#### What is expected:
Among the records below, find the lines that contain "only" and copy each of them.

Data supplied below:

use std::error::Error;
use std::fmt;

#[derive(Debug)]
pub enum EqtlMapError {
    /// A payload or model field violates the data contract, e.g. a cell
    /// referencing an unknown tissue or variant key.
    DataIntegrity(String),
    /// The query returned zero eQTL records. Expected and recoverable,
    /// unlike a malformed payload.
    EmptyResult(String),
    Io(std::io::Error),
    Serde(serde_json::Error),
}

impl Error for EqtlMapError {}

impl fmt::Display for EqtlMapError {
    fn fmt(&self, f: &mut fmt::Formatter) -> fmt::Result {
        match self {
            EqtlMapError::DataIntegrity(msg) => write!(f, "Data integrity error: {msg}"),
            EqtlMapError::EmptyResult(msg) => write!(f, "Empty result: {msg}"),
            EqtlMapError::Io(err) => write!(f, "{err}"),
            EqtlMapError::Serde(err) => write!(f, "{err}"),
        }
    }
}

impl From<String> for EqtlMapError {
    fn from(err: String) -> Self {
        EqtlMapError::DataIntegrity(err)
    }
}

impl From<std::io::Error> for EqtlMapError {
    fn from(err: std::io::Error) -> Self {
        EqtlMapError::Io(err)
    }
}

impl From<serde_json::Error> for EqtlMapError {
    fn from(err: serde_json::Error) -> Self {
        EqtlMapError::Serde(err)
    }
}
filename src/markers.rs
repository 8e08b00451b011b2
//! Derived column decorations: the TSS/TES site markers, the SNP search
//! highlights, and the TSS-proximity shades with exon classification.

use crate::colors::{ramp, Rgb};
use crate::matrix::{ColKey, ColumnSort, MatrixModel};
use crate::parse::Exon;
use regex::Regex;

/// Search terms shorter than this never match (the locator box fires on
/// every keystroke).
const MIN_SEARCH_LEN: usize = 4;

#[derive(Clone, Copy, Debug, PartialEq, Eq)]
pub enum SiteKind {
    Tss,
    Tes,
}

#[derive(Clone, Debug, PartialEq)]
pub struct SiteMarker {
    pub kind: SiteKind,
    pub col: ColKey,
}

/// Finds the column where the signed TSS distance changes sign relative
/// to its right neighbor. The scan is only valid while columns are sorted
/// by genomic position; under any other sort it is suppressed rather than
/// run against an ordering its invariant does not hold for. Zero or more
/// than one crossing yields no marker (logged, non-fatal).
pub fn find_tss_site(model: &MatrixModel, sort: ColumnSort) -> Option<ColKey> {
    if sort != ColumnSort::GenomicPosition {
        return None;
    }
    let columns = model.columns();
    let mut sites = vec![];
    for (i, col) in columns.iter().enumerate() {
        // The last column has no right neighbor and is never a site, even
        // at distance zero.
        if i + 1 == columns.len() {
            break;
        }
        let dist = model.variant(col)?.tss_distance;
        if dist == 0 {
            sites.push(col.clone());
            continue;
        }
        let right = model.variant(&columns[i + 1])?.tss_distance;
        // The product is negative only where the distance crosses zero.
        if dist * right < 0 {
            sites.push(col.clone());
        }
    }
    if sites.len() != 1 {
        eprintln!("TSS site not found ({} crossings)", sites.len());
        return None;
    }
    sites.pop()
}

/// Same scan against the transcription end site's genomic position.
pub fn find_tes_site(model: &MatrixModel, tes_position: i64, sort: ColumnSort) -> Option<ColKey> {
    if sort != ColumnSort::GenomicPosition {
        return None;
    }
    let columns = model.columns();
    let mut sites = vec![];
    for (i, col) in columns.iter().enumerate() {
        if i + 1 == columns.len() {
            break;
        }
        let pos = model.variant(col)?.position;
        let right = model.variant(&columns[i + 1])?.position;
        if (pos - tes_position) * (right - tes_position) < 0 {
            sites.push(col.clone());
        }
    }
    if sites.len() != 1 {
        eprintln!("TES site not found ({} crossings)", sites.len());
        return None;
    }
    sites.pop()
}

pub fn site_markers(
    model: &MatrixModel,
    tes_position: i64,
    sort: ColumnSort,
) -> Vec<SiteMarker> {
    let mut markers = vec![];
    if let Some(col) = find_tss_site(model, sort) {
        markers.push(SiteMarker {
            kind: SiteKind::Tss,
            col,
        });
    }
    if let Some(col) = find_tes_site(model, tes_position, sort) {
        markers.push(SiteMarker {
            kind: SiteKind::Tes,
            col,
        });
    }
    markers
}

/// Columns whose variant ID or rsID matches the search term, as a regex.
/// Short terms and invalid patterns match nothing.
pub fn search_columns(model: &MatrixModel, term: &str) -> Vec<ColKey> {
    if term.len() < MIN_SEARCH_LEN {
        return vec![];
    }
    let Ok(re) = Regex::new(term) else {
        return vec![];
    };
    model
        .columns()
        .iter()
        .filter(|col| {
            re.is_match(col)
                || model
                    .variant(col)
                    .is_some_and(|info| re.is_match(&info.rs_id))
        })
        .cloned()
        .collect()
}

/// Grey shade for the TSS-proximity track: black at the site, fading to
/// white beyond ~300 kb.
pub fn tss_proximity_shade(tss_distance: i64) -> Rgb {
    const STOPS: [(f64, Rgb); 7] = [
        (0.0, Rgb::new(0, 0, 0)),
        (500.0, Rgb::new(37, 37, 37)),
        (1_000.0, Rgb::new(82, 82, 82)),
        (10_000.0, Rgb::new(115, 115, 115)),
        (50_000.0, Rgb::new(150, 150, 150)),
        (200_000.0, Rgb::new(240, 240, 240)),
        (300_000.0, Rgb::new(255, 255, 255)),
    ];
    ramp(&STOPS, tss_distance.unsigned_abs() as f64)
}

/// Whether a variant's position falls inside a coding exon of the
/// collapsed gene model. Affects marker styling only.
pub fn overlaps_exon(exons: &[Exon], position: i64) -> bool {
    exons
        .iter()
        .any(|exon| exon.start <= position && position <= exon.end)
}

/// One entry of the 1-D TSS-proximity heat row under the bubble map.
#[derive(Clone, Debug, PartialEq)]
pub struct ProximityCell {
    pub col: ColKey,
    pub shade: Rgb,
    pub in_exon: bool,
}

pub fn proximity_track(model: &MatrixModel, exons: &[Exon]) -> Vec<ProximityCell> {
    model
        .columns()
        .iter()
        .filter_map(|col| {
            let info = model.variant(col)?;
            Some(ProximityCell {
                col: col.clone(),
                shade: tss_proximity_shade(info.tss_distance),
                in_exon: overlaps_exon(exons, info.position),
            })
        })
        .collect()
}

#[cfg(test)]
mod tests {
    use super::*;
    use crate::matrix::{Cell, VariantInfo};
    use std::collections::HashMap;

    fn model_with_distances(distances: &[(&str, i64)]) -> MatrixModel {
        let column_meta: HashMap<String, VariantInfo> = distances
            .iter()
            .map(|(col, dist)| {
                (
                    col.to_string(),
                    VariantInfo {
                        position: 1000 + dist,
                        tss_distance: *dist,
                        display_id: col.to_string(),
                        rs_id: format!("rs_{col}"),
                    },
                )
            })
            .collect();
        let cells = distances
            .iter()
            .map(|(col, _)| Cell::new("Liver", col, 0.1, 1.0))
            .collect();
        MatrixModel::new(
            vec!["Liver".to_string()],
            distances.iter().map(|(c, _)| c.to_string()).collect(),
            cells,
            column_meta,
        )
        .unwrap()
    }

    #[test]
    fn test_tss_site_single_crossing() {
        let model = model_with_distances(&[("v1", -300), ("v2", -100), ("v3", 200), ("v4", 400)]);
        assert_eq!(
            find_tss_site(&model, ColumnSort::GenomicPosition),
            Some("v2".to_string())
        );
    }

    #[test]
    fn test_tss_site_exact_zero() {
        let model = model_with_distances(&[("v1", -300), ("v2", 0), ("v3", 200)]);
        assert_eq!(
            find_tss_site(&model, ColumnSort::GenomicPosition),
            Some("v2".to_string())
        );
    }

    #[test]
    fn test_tss_site_no_crossing() {
        let model = model_with_distances(&[("v1", 100), ("v2", 200)]);
        assert_eq!(find_tss_site(&model, ColumnSort::GenomicPosition), None);
    }

    #[test]
    fn test_tss_zero_at_last_column_is_not_a_site() {
        // The last column has no right neighbor; a zero distance there does
        // not count as a crossing.
        let model = model_with_distances(&[("v1", -300), ("v2", -100), ("v3", 0)]);
        assert_eq!(find_tss_site(&model, ColumnSort::GenomicPosition), None);
    }

    #[test]
    fn test_site_scan_suppressed_under_custom_sort() {
        let model = model_with_distances(&[("v1", -300), ("v2", -100), ("v3", 200)]);
        assert_eq!(find_tss_site(&model, ColumnSort::Custom), None);
        assert_eq!(find_tes_site(&model, 900, ColumnSort::Custom), None);
    }

    #[test]
    fn test_tes_site_crossing() {
        // Positions are 1000 + distance; TES at 1050 sits between v2 and v3.
        let model = model_with_distances(&[("v1", -300), ("v2", -100), ("v3", 200)]);
        assert_eq!(
            find_tes_site(&model, 1050, ColumnSort::GenomicPosition),
            Some("v2".to_string())
        );
    }

    #[test]
    fn test_search_columns() {
        let model = model_with_distances(&[("chr1_100_A_G", 0), ("chr1_200_C_T", 100)]);
        assert_eq!(search_columns(&model, "chr1_100").len(), 1);
        // Matches against rsIDs as well.
        assert_eq!(search_columns(&model, "rs_chr1").len(), 2);
        // Too short, or an invalid pattern: no matches.
        assert!(search_columns(&model, "chr").is_empty());
        assert!(search_columns(&model, "chr1[").is_empty());
    }

    #[test]
    fn test_proximity_shade_monotone_grey() {
        let near = tss_proximity_shade(0);
        let mid = tss_proximity_shade(-50_000);
        let far = tss_proximity_shade(400_000);
        assert_eq!(near, Rgb::new(0, 0, 0));
        assert_eq!(mid, Rgb::new(150, 150, 150));
        assert_eq!(far, Rgb::new(255, 255, 255));
    }

    #[test]
    fn test_exon_overlap() {
        let exons = vec![Exon { start: 100, end: 200 }, Exon { start: 400, end: 450 }];
        assert!(overlaps_exon(&exons, 150));
        assert!(overlaps_exon(&exons, 400));
        assert!(!overlaps_exon(&exons, 300));
    }
}
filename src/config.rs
use serde::{Deserialize, Serialize};

#[derive(Clone, Copy, Debug, PartialEq, Eq, Serialize, Deserialize)]
pub enum DataType {
    /// Signed values, color domain symmetric around zero.
    Diverging,
    /// Non-negative values, color domain `[0, max]`.
    Sequential,
}

#[derive(Clone, Debug, Serialize, Deserialize)]
#[serde(default)]
pub struct BubbleMapConfig {
    /// Fixed per-cell pixel size in the zoom (detail) view.
    pub zoom_cell_size: f64,
    /// Number of columns the zoom view shows at once; also the threshold
    /// above which the mini map and brush are instantiated.
    pub zoom_count: usize,
    pub mini_min_cell: f64,
    pub mini_max_cell: f64,
    pub mini_min_height: f64,
    /// Available pixel width for the mini map viewport.
    pub mini_width: f64,
    pub padding_left: f64,
    pub padding_top: f64,
    /// Vertical space reserved for the rotated column labels.
    pub column_label_space: f64,
    pub ld_cutoff: f64,
    pub data_type: DataType,
    pub color_title: String,
    pub radius_title: String,
    pub ld_title: String,
}

impl Default for BubbleMapConfig {
    fn default() -> Self {
        Self {
            zoom_cell_size: 15.0,
            zoom_count: 80,
            mini_min_cell: 2.0,
            mini_max_cell: 5.0,
            mini_min_height: 40.0,
            mini_width: 800.0,
            padding_left: 280.0,
            padding_top: 60.0,
            column_label_space: 220.0,
            ld_cutoff: 0.1,
            data_type: DataType::Diverging,
            color_title: "Color Range (NES)".to_string(),
            radius_title: "Bubble Size in Zoom ViewPort (-log10(P-value))".to_string(),
            ld_title: "Linkage Disequilibrium".to_string(),
        }
    }
}

impl BubbleMapConfig {
    /// The mini map and its brush only exist when the column count exceeds
    /// what the zoom view can show at once.
    pub fn needs_mini(&self, column_count: usize) -> bool {
        column_count > self.zoom_count
    }
}

#[cfg(test)]
mod tests {
    use super::*;

    #[test]
    fn test_needs_mini_threshold() {
        let config = BubbleMapConfig::default();
        assert!(!config.needs_mini(80));
        assert!(config.needs_mini(81));
    }
}
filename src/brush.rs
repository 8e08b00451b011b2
//! The brush: a draggable selection window over the mini map's column
//! axis. Translates a pixel extent into a contiguous run of column keys
//! (the zoom view's visible window) and survives column resorts by key
//! identity rather than by index.

use crate::matrix::ColKey;
use crate::scales::BandScale;

#[derive(Clone, Copy, Debug, PartialEq)]
pub struct Extent {
    pub start: f64,
    pub end: f64,
}

impl Extent {
    pub fn new(start: f64, end: f64) -> Self {
        if start <= end {
            Self { start, end }
        } else {
            Self { start: end, end: start }
        }
    }

    pub fn width(&self) -> f64 {
        self.end - self.start
    }
}

#[derive(Clone, Copy, Debug, Default, PartialEq)]
pub enum BrushState {
    #[default]
    Idle,
    Dragging {
        anchor: f64,
    },
}

#[derive(Clone, Debug)]
pub struct BrushController {
    state: BrushState,
    extent: Extent,
    window: Vec<ColKey>,
    zoom_count: usize,
    total_width: f64,
}

impl BrushController {
    /// Creates the brush with the default leading window: the first
    /// `zoom_count` columns.
    pub fn new(mini_x: &BandScale, zoom_count: usize, total_width: f64) -> Self {
        let mut brush = Self {
            state: BrushState::Idle,
            extent: Extent::new(0.0, 0.0),
            window: vec![],
            zoom_count,
            total_width,
        };
        brush.reset_to_default(mini_x);
        brush
    }

    fn reset_to_default(&mut self, mini_x: &BandScale) {
        let count = self.zoom_count.min(mini_x.len());
        self.window = mini_x.domain()[..count].to_vec();
        self.extent = self.extent_of_window(mini_x);
    }

    fn extent_of_window(&self, mini_x: &BandScale) -> Extent {
        let positions: Vec<f64> = self
            .window
            .iter()
            .filter_map(|col| mini_x.position(col))
            .collect();
        match (
            positions.iter().cloned().reduce(f64::min),
            positions.iter().cloned().reduce(f64::max),
        ) {
            (Some(min), Some(max)) => Extent::new(min, max),
            _ => Extent::new(0.0, 0.0),
        }
    }

    // --- pointer state machine -------------------------------------------

    pub fn pointer_down(&mut self, x: f64) {
        self.state = BrushState::Dragging { anchor: x };
    }

    /// While dragging, each move yields the current pixel extent for the
    /// caller to feed into `brush_event`.
    pub fn pointer_move(&mut self, x: f64) -> Option<Extent> {
        match self.state {
            BrushState::Dragging { anchor } => Some(Extent::new(anchor, x)),
            BrushState::Idle => None,
        }
    }

    /// Ends the drag and yields the final extent. A release at the anchor
    /// point produces a zero-width extent, which `brush_event` turns into
    /// a synthesized window around the click.
    pub fn pointer_up(&mut self, x: f64) -> Option<Extent> {
        match self.state {
            BrushState::Dragging { anchor } => {
                self.state = BrushState::Idle;
                Some(Extent::new(anchor, x))
            }
            BrushState::Idle => None,
        }
    }

    pub fn state(&self) -> BrushState {
        self.state
    }

    // --- window derivation -----------------------------------------------

    /// Converts a pixel extent into the visible column window. A zero-width
    /// extent (a click, not a drag) synthesizes a window of `zoom_count`
    /// bands centered on the click point, clamped to `[0, total_width]` —
    /// a deliberate usability affordance: a single click jumps the zoom
    /// window. The window never exceeds `zoom_count` columns: an extent
    /// covering more keeps the centered run and tightens the extent to it.
    pub fn brush_event(&mut self, extent: Extent, mini_x: &BandScale) -> &[ColKey] {
        let extent = if extent.width() == 0.0 {
            let half = mini_x.band_width() * (self.zoom_count as f64 / 2.0);
            let x = extent.start;
            Extent::new(
                (x - half).max(0.0),
                (x + half).min(self.total_width),
            )
        } else {
            extent
        };
        self.window = mini_x
            .domain()
            .iter()
            .filter(|col| {
                mini_x
                    .position(col)
                    .is_some_and(|x| extent.start <= x && x <= extent.end)
            })
            .cloned()
            .collect();
        if self.window.len() > self.zoom_count {
            let trim = (self.window.len() - self.zoom_count) / 2;
            self.window.drain(..trim);
            self.window.truncate(self.zoom_count);
            self.extent = self.extent_of_window(mini_x);
        } else {
            self.extent = extent;
        }
        &self.window
    }

    /// Called after a model reorder or replacement: keeps the user's
    /// logical selection by key identity, re-deriving the pixel extent
    /// from the surviving keys' new positions. If nothing survives, falls
    /// back to the default leading window.
    pub fn update(&mut self, mini_x: &BandScale, total_width: f64) {
        self.total_width = total_width;
        let mut surviving: Vec<(usize, ColKey)> = self
            .window
            .iter()
            .filter_map(|col| mini_x.index_of(col).map(|i| (i, col.clone())))
            .collect();
        if surviving.is_empty() {
            self.reset_to_default(mini_x);
            return;
        }
        surviving.sort_by_key(|(i, _)| *i);
        self.window = surviving.into_iter().map(|(_, col)| col).collect();
        self.extent = self.extent_of_window(mini_x);
    }

    pub fn window(&self) -> &[ColKey] {
        &self.window
    }

    pub fn extent(&self) -> Extent {
        self.extent
    }

    pub fn total_width(&self) -> f64 {
        self.total_width
    }

    /// Width the detail view needs to show the current window.
    pub fn required_viewport_width(&self, zoom_cell: f64, padding_left: f64) -> f64 {
        self.window.len() as f64 * zoom_cell + padding_left
    }
}

#[cfg(test)]
mod tests {
    use super::*;

    fn keys(n: usize) -> Vec<String> {
        (0..n).map(|i| format!("v{i}")).collect()
    }

    #[test]
    fn test_window_contiguity() {
        let scale = BandScale::new(keys(200), 5.0);
        let mut brush = BrushController::new(&scale, 80, 1000.0);
        let window = brush.brush_event(Extent::new(50.0, 120.0), &scale).to_vec();
        // Positions 50..=120 at band 5 are indices 10..=24.
        assert_eq!(window.len(), 15);
        assert_eq!(window.first().unwrap(), "v10");
        assert_eq!(window.last().unwrap(), "v24");
        // No gaps: every index between first and last is present.
        for (offset, col) in window.iter().enumerate() {
            assert_eq!(col, &format!("v{}", 10 + offset));
        }
    }

    #[test]
    fn test_click_synthesizes_centered_window() {
        // zoomCount=80 at 5 px per column: the synthesized extent is 400 px
        // around the click; the derived window is exactly 80 columns with
        // the extent tightened to their positions.
        let scale = BandScale::new(keys(200), 5.0);
        let total = 1000.0;
        let mut brush = BrushController::new(&scale, 80, total);

        let window = brush.brush_event(Extent::new(500.0, 500.0), &scale).to_vec();
        assert_eq!(window.len(), 80);
        assert_eq!(window.first().unwrap(), "v60");
        assert_eq!(window.last().unwrap(), "v139");
        assert_eq!(brush.extent(), Extent::new(300.0, 695.0));

        // Clamped at the left edge.
        brush.brush_event(Extent::new(0.0, 0.0), &scale);
        assert_eq!(brush.extent().start, 0.0);
        assert_eq!(brush.extent().end, 200.0);

        // Clamped at the right edge.
        brush.brush_event(Extent::new(total, total), &scale);
        assert_eq!(brush.extent().start, 800.0);
        assert_eq!(brush.extent().end, 1000.0);
    }

    #[test]
    fn test_wide_extent_clamped_to_zoom_count() {
        let scale = BandScale::new(keys(200), 5.0);
        let mut brush = BrushController::new(&scale, 80, 1000.0);

        // A drag across the whole mini map selects every column; the window
        // keeps the centered run of zoomCount columns.
        let window = brush.brush_event(Extent::new(0.0, 995.0), &scale).to_vec();
        assert_eq!(window.len(), 80);
        assert_eq!(window.first().unwrap(), "v60");
        assert_eq!(window.last().unwrap(), "v139");
        assert_eq!(brush.extent(), Extent::new(300.0, 695.0));
    }

    #[test]
    fn test_pointer_state_machine() {
        let scale = BandScale::new(keys(100), 5.0);
        let mut brush = BrushController::new(&scale, 80, 500.0);

        assert_eq!(brush.pointer_move(10.0), None);
        brush.pointer_down(40.0);
        assert_eq!(
            brush.pointer_move(90.0),
            Some(Extent::new(40.0, 90.0))
        );
        // Dragging leftwards still yields an ordered extent.
        assert_eq!(
            brush.pointer_move(10.0),
            Some(Extent::new(10.0, 40.0))
        );
        let final_extent = brush.pointer_up(90.0).unwrap();
        assert_eq!(final_extent, Extent::new(40.0, 90.0));
        assert_eq!(brush.state(), BrushState::Idle);
        assert_eq!(brush.pointer_up(90.0), None);
    }

    #[test]
    fn test_window_survives_resort_by_key_identity() {
        let scale = BandScale::new(keys(10), 5.0);
        let mut brush = BrushController::new(&scale, 80, 50.0);
        brush.brush_event(Extent::new(10.0, 20.0), &scale);
        let before: Vec<String> = brush.window().to_vec();
        assert_eq!(before, vec!["v2", "v3", "v4"]);

        // Reverse the column order and re-derive by key identity.
        let mut reversed = keys(10);
        reversed.reverse();
        let resorted = BandScale::new(reversed, 5.0);
        brush.update(&resorted, 50.0);

        let mut after: Vec<String> = brush.window().to_vec();
        // Same key set, reordered to the new column order.
        assert_eq!(after, vec!["v4", "v3", "v2"]);
        after.sort();
        let mut sorted_before = before.clone();
        sorted_before.sort();
        assert_eq!(after, sorted_before);
        // Extent tracks the new pixel positions (v4 is now at index 5).
        assert_eq!(brush.extent(), Extent::new(25.0, 35.0));
    }

    #[test]
    fn test_update_falls_back_to_default_window() {
        let scale = BandScale::new(keys(10), 5.0);
        let mut brush = BrushController::new(&scale, 4, 50.0);
        brush.brush_event(Extent::new(10.0, 20.0), &scale);

        // None of the selected keys survive the replacement.
        let other = BandScale::new(["w0", "w1", "w2", "w3", "w4", "w5"], 5.0);
        brush.update(&other, 30.0);
        assert_eq!(brush.window(), &["w0", "w1", "w2", "w3"]);
    }
}
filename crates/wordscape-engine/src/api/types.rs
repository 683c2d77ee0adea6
use serde::{Deserialize, Serialize};

/// Handle to a word: its lane and its slot within that lane.
/// Assigned at setup; valid until the session is reset.
#[derive(Debug, Clone, Copy, PartialEq, Eq, Hash, Serialize, Deserialize)]
pub struct WordRef {
    pub lane: usize,
    pub index: usize,
}

impl WordRef {
    pub fn new(lane: usize, index: usize) -> Self {
        Self { lane, index }
    }
}

/// Lifecycle of a single word.
#[derive(Debug, Clone, Copy, PartialEq, Eq, Hash, Serialize, Deserialize)]
pub enum WordState {
    /// Waiting for its turn in the lane.
    Set,
    /// Travelling towards the finish line.
    Moving,
    /// Reached the finish line.
    Finished,
    /// Captured by the player before the finish line.
    Captured,
}

impl WordState {
    /// Finished and Captured have no outgoing transitions.
    pub fn is_terminal(self) -> bool {
        matches!(self, WordState::Finished | WordState::Captured)
    }
}

/// Notification emitted by a session to its listeners.
#[derive(Debug, Clone, PartialEq)]
pub enum SessionEvent {
    PositionChanged { word: WordRef, position: f32 },
    StateChanged { word: WordRef, state: WordState },
    /// A word was captured; the host appends it to its captured list.
    WordCaptured { word: WordRef, text: String },
    /// A word escaped past the finish line; the host speaks it aloud.
    WordFinished { word: WordRef, text: String },
}

impl SessionEvent {
    /// The word this event refers to.
    pub fn word(&self) -> WordRef {
        match self {
            SessionEvent::PositionChanged { word, .. }
            | SessionEvent::StateChanged { word, .. }
            | SessionEvent::WordCaptured { word, .. }
            | SessionEvent::WordFinished { word, .. } => *word,
        }
    }
}

/// Identifies a registered session listener.
#[derive(Debug, Clone, Copy, PartialEq, Eq, Hash)]
pub struct ListenerId(pub u32);

#[cfg(test)]
mod tests {
    use super::*;

    #[test]
    fn terminal_states() {
        assert!(!WordState::Set.is_terminal());
        assert!(!WordState::Moving.is_terminal());
        assert!(WordState::Finished.is_terminal());
        assert!(WordState::Captured.is_terminal());
    }

    #[test]
    fn event_word_accessor() {
        let word = WordRef::new(2, 3);
        let event = SessionEvent::WordCaptured { word, text: "kiwi".into() };
        assert_eq!(event.word(), word);
    }
}
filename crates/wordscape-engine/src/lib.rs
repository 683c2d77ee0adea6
pub mod api;
pub mod bridge;
pub mod core;
pub mod input;

// Re-export key types at crate root for convenience
pub use api::config::{
    default_lanes, lanes_from_json, GameConfig, LaneDefinitions, SpeedRange, SPEED_FACTOR_MAX,
    SPEED_FACTOR_MIN,
};
pub use api::types::{ListenerId, SessionEvent, WordRef, WordState};
pub use bridge::protocol::{EventRecord, EVENT_FLOATS};
pub use crate::core::lane::Lane;
pub use crate::core::rng::{FixedSpeed, Rng, SpeedSampler};
pub use crate::core::session::Session;
pub use crate::core::time::{Clock, InstantClock, LoopDriver, ManualClock};
pub use crate::core::word::{Track, WordEntity, WordMachine};
pub use input::queue::{Command, CommandQueue};
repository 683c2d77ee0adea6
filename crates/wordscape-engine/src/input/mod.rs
pub mod queue;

End of Data supplied.

#### Solution to the problem:
/// to its right neighbor. The scan is only valid while columns are sorted
        // The product is negative only where the distance crosses zero.
/// collapsed gene model. Affects marker styling only.
    /// The mini map and its brush only exist when the column count exceeds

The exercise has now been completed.